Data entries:

┄┄┄┄┄┄┄┄┄┄┄┄┄┄┄┄┄┄┄┄

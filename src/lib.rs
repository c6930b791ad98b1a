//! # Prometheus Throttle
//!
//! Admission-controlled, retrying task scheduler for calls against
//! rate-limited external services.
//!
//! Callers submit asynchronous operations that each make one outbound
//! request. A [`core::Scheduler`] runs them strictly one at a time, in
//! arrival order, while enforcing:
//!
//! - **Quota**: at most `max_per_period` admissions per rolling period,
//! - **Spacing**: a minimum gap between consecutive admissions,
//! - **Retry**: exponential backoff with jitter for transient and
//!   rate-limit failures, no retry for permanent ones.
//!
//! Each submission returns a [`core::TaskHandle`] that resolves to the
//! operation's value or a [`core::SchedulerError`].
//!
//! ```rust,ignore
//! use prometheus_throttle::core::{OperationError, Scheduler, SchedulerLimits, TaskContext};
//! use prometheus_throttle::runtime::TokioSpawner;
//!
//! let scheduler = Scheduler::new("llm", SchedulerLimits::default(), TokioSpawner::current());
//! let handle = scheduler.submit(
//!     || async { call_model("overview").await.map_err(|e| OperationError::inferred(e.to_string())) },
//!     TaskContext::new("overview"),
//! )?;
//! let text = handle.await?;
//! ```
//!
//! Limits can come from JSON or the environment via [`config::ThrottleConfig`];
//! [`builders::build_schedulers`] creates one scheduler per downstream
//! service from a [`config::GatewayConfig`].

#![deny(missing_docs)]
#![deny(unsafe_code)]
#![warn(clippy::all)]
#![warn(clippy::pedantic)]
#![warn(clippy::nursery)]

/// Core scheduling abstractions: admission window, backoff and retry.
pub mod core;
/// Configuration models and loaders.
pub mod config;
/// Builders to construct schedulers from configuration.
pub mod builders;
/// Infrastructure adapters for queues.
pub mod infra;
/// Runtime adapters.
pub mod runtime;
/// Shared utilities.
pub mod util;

┄┄┄┄┄┄┄┄┄┄┄┄┄┄┄┄┄┄┄┄

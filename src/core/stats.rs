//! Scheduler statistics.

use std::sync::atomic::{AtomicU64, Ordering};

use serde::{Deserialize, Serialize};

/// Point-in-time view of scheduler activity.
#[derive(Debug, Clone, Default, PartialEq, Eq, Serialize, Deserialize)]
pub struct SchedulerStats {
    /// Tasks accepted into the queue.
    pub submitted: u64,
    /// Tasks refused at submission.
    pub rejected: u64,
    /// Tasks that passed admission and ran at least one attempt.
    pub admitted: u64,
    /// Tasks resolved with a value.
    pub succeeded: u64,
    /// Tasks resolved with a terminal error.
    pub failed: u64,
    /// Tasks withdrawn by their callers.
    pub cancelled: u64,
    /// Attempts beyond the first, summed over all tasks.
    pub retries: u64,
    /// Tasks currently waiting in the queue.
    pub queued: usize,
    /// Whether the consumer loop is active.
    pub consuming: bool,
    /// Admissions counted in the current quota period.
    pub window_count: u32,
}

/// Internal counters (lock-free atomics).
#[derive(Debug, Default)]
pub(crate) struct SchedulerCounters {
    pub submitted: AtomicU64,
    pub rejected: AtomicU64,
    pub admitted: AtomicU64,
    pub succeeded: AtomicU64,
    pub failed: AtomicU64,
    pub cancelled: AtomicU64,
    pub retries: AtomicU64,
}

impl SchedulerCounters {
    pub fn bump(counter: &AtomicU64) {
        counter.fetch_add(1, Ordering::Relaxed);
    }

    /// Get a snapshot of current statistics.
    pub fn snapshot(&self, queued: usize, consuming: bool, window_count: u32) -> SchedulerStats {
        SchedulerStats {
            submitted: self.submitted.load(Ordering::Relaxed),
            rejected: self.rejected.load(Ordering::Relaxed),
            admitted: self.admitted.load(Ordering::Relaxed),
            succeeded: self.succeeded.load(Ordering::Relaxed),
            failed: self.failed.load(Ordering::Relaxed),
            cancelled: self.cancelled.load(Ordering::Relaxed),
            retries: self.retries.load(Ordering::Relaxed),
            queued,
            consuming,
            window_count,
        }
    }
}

┄┄┄┄┄┄┄┄┄┄┄┄┄┄┄┄┄┄┄┄

Activity
Say the number of data lines holding "warn", without any other words.

Finished task
3